Item 8.01 Other Events.

     On February 10, 2005, infoUSA Inc. (the “Company”) issued a press release announcing that it has proposed to acquire Digital Impact, Inc. (“Digital Impact”) for $2.00 per share in cash. The Company’s proposal has been communicated to the Digital Impact board of directors but has not yet resulted in a substantive discussion regarding the terms of a potential transaction.

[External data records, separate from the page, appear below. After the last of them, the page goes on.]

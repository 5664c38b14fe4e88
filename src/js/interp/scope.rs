//! js::interp::scope
//!
//! Lexical environments.
//!
//! A [`Scope`] holds the bindings of one block or function body and links to
//! its parent. Function scopes also carry a [`Frame`] describing `this` and
//! the `super` home object; arrow functions get a plain scope so both resolve
//! lexically.

use std::cell::RefCell;
use std::collections::HashMap;
use std::rc::Rc;

use smol_str::SmolStr;

use crate::js::value::{Obj, Value};

/// Shared handle to a scope.
pub type Env = Rc<Scope>;

#[derive(Clone)]
struct Binding {
    value: Value,
    mutable: bool,
    initialized: bool,
}

/// Activation data of a non-arrow function.
#[derive(Default)]
pub struct Frame {
    /// `None` until `super()` returns in a derived constructor
    pub this: RefCell<Option<Value>>,
    /// Class whose constructor is running
    pub class: Option<Obj>,
    /// Object whose prototype `super.x` reads from
    pub home: Option<Obj>,
    /// Prototype for the instance built by `super()`
    pub new_proto: Option<Obj>,
}

impl Frame {
    pub fn with_this(this: Value) -> Self {
        Self {
            this: RefCell::new(Some(this)),
            ..Self::default()
        }
    }
}

#[derive(Debug, Clone, Copy, PartialEq, Eq)]
pub enum LookupError {
    NotDefined,
    Uninitialized,
}

#[derive(Debug, Clone, Copy, PartialEq, Eq)]
pub enum AssignError {
    Constant,
    Uninitialized,
}

pub struct Scope {
    vars: RefCell<HashMap<SmolStr, Binding>>,
    parent: Option<Env>,
    frame: Option<Frame>,
}

impl Scope {
    pub fn root() -> Env {
        Rc::new(Self {
            vars: RefCell::default(),
            parent: None,
            frame: None,
        })
    }

    pub fn child(parent: &Env) -> Env {
        Rc::new(Self {
            vars: RefCell::default(),
            parent: Some(parent.clone()),
            frame: None,
        })
    }

    pub fn function(parent: &Env, frame: Frame) -> Env {
        Rc::new(Self {
            vars: RefCell::default(),
            parent: Some(parent.clone()),
            frame: Some(frame),
        })
    }

    pub fn declare(&self, name: impl Into<SmolStr>, value: Value, mutable: bool) {
        self.vars.borrow_mut().insert(
            name.into(),
            Binding {
                value,
                mutable,
                initialized: true,
            },
        );
    }

    /// Declare a `let`/`const`/`class` binding in its temporal dead zone.
    pub fn declare_uninitialized(&self, name: impl Into<SmolStr>, mutable: bool) {
        self.vars.borrow_mut().insert(
            name.into(),
            Binding {
                value: Value::Undefined,
                mutable,
                initialized: false,
            },
        );
    }

    /// Declare `var` bindings that do not exist yet.
    pub fn declare_var(&self, name: &str) {
        let mut vars = self.vars.borrow_mut();
        if !vars.contains_key(name) {
            vars.insert(
                SmolStr::new(name),
                Binding {
                    value: Value::Undefined,
                    mutable: true,
                    initialized: true,
                },
            );
        }
    }

    pub fn has_own(&self, name: &str) -> bool {
        self.vars.borrow().contains_key(name)
    }

    /// End the dead zone of the nearest binding called `name`.
    pub fn initialize(&self, name: &str, value: Value) {
        let mut scope = self;
        loop {
            if let Some(binding) = scope.vars.borrow_mut().get_mut(name) {
                binding.value = value;
                binding.initialized = true;
                return;
            }
            match scope.parent.as_deref() {
                Some(parent) => scope = parent,
                None => break,
            }
        }
        self.declare(name, value, true);
    }

    pub fn get(&self, name: &str) -> Result<Value, LookupError> {
        let mut scope = self;
        loop {
            if let Some(binding) = scope.vars.borrow().get(name) {
                return if binding.initialized {
                    Ok(binding.value.clone())
                } else {
                    Err(LookupError::Uninitialized)
                };
            }
            scope = scope.parent.as_deref().ok_or(LookupError::NotDefined)?;
        }
    }

    pub fn has(&self, name: &str) -> bool {
        !matches!(self.get(name), Err(LookupError::NotDefined))
    }

    /// Assign to the nearest binding. Undeclared names become globals.
    pub fn assign(&self, name: &str, value: Value) -> Result<(), AssignError> {
        let mut scope = self;
        loop {
            if let Some(binding) = scope.vars.borrow_mut().get_mut(name) {
                if !binding.initialized {
                    return Err(AssignError::Uninitialized);
                }
                if !binding.mutable {
                    return Err(AssignError::Constant);
                }
                binding.value = value;
                return Ok(());
            }
            match scope.parent.as_deref() {
                Some(parent) => scope = parent,
                None => {
                    scope.declare(name, value, true);
                    return Ok(());
                }
            }
        }
    }

    /// The nearest function frame.
    pub fn frame(&self) -> Option<&Frame> {
        let mut scope = self;
        loop {
            if let Some(frame) = &scope.frame {
                return Some(frame);
            }
            scope = scope.parent.as_deref()?;
        }
    }

    /// The scope that receives `var` declarations.
    pub fn var_scope(&self) -> &Scope {
        let mut scope = self;
        while scope.frame.is_none() {
            match scope.parent.as_deref() {
                Some(parent) => scope = parent,
                None => break,
            }
        }
        scope
    }

    /// A sibling scope holding copies of this scope's own bindings; used to
    /// give each `for` iteration fresh `let` bindings.
    pub fn fork(&self) -> Env {
        Rc::new(Self {
            vars: RefCell::new(self.vars.borrow().clone()),
            parent: self.parent.clone(),
            frame: None,
        })
    }
}

#[cfg(test)]
mod tests {
    use super::*;

    #[test]
    fn lookup_walks_parents() {
        let root = Scope::root();
        root.declare("a", Value::from(1.0), true);
        let child = Scope::child(&root);
        assert_eq!(child.get("a").unwrap().to_number(), 1.0);
        assert_eq!(child.get("b").unwrap_err(), LookupError::NotDefined);
    }

    #[test]
    fn dead_zone_and_constants() {
        let root = Scope::root();
        root.declare_uninitialized("x", false);
        assert_eq!(root.get("x").unwrap_err(), LookupError::Uninitialized);
        root.initialize("x", Value::from(2.0));
        assert_eq!(
            root.assign("x", Value::from(3.0)).unwrap_err(),
            AssignError::Constant
        );
    }

    #[test]
    fn undeclared_assignment_defines_global() {
        let root = Scope::root();
        let inner = Scope::child(&Scope::child(&root));
        inner.assign("leak", Value::from(true)).unwrap();
        assert!(root.has_own("leak"));
    }

    #[test]
    fn fork_copies_bindings() {
        let root = Scope::root();
        let loop_scope = Scope::child(&root);
        loop_scope.declare("i", Value::from(0.0), true);
        let next = loop_scope.fork();
        next.assign("i", Value::from(1.0)).unwrap();
        assert_eq!(loop_scope.get("i").unwrap().to_number(), 0.0);
        assert_eq!(next.get("i").unwrap().to_number(), 1.0);
    }

    #[test]
    fn var_scope_stops_at_frame() {
        let root = Scope::root();
        let func = Scope::function(&root, Frame::with_this(Value::Undefined));
        let block = Scope::child(&func);
        block.var_scope().declare_var("v");
        assert!(func.has_own("v"));
        assert!(func.frame().is_some());
    }
}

The Company’s proposal represents a 38% premium over the closing price of Digital Impact common shares on February 10, 2005 of $1.45. A copy of the press release is attached hereto as Exhibit 99.1 and is incorporated herein by reference.

     A MERGER OR TENDER OFFER FOR SHARES OF DIGITAL IMPACT, INC. COMMON STOCK HAS NOT YET COMMENCED. IF A MERGER OR A TENDER OFFER COMMENCES, EACH STOCKHOLDER OF DIGITAL IMPACT SHOULD READ THE PROXY STATEMENT OR TENDER OFFER STATEMENT AND OTHER DOCUMENTS THAT ARE FILED WITH THE SECURITIES AND EXCHANGE COMMISSION FOR FREE ON THE SECURITIES AND EXCHANGE COMMISSION’S WEB SITE AT HTTP://WWW.SEC.GOV WHEN THE DOCUMENTS BECOME AVAILABLE. STOCKHOLDERS OF DIGITAL IMPACT MAY ALSO OBTAIN COPIES OF THE PROXY STATEMENT OR TENDER OFFER STATEMENT AND OTHER DOCUMENTS FILED WITH THE SECURITIES AND EXCHANGE COMMISSION FOR FREE BY CONTACTING THE COMPANY WHEN THE DOCUMENTS BECOME AVAILABLE.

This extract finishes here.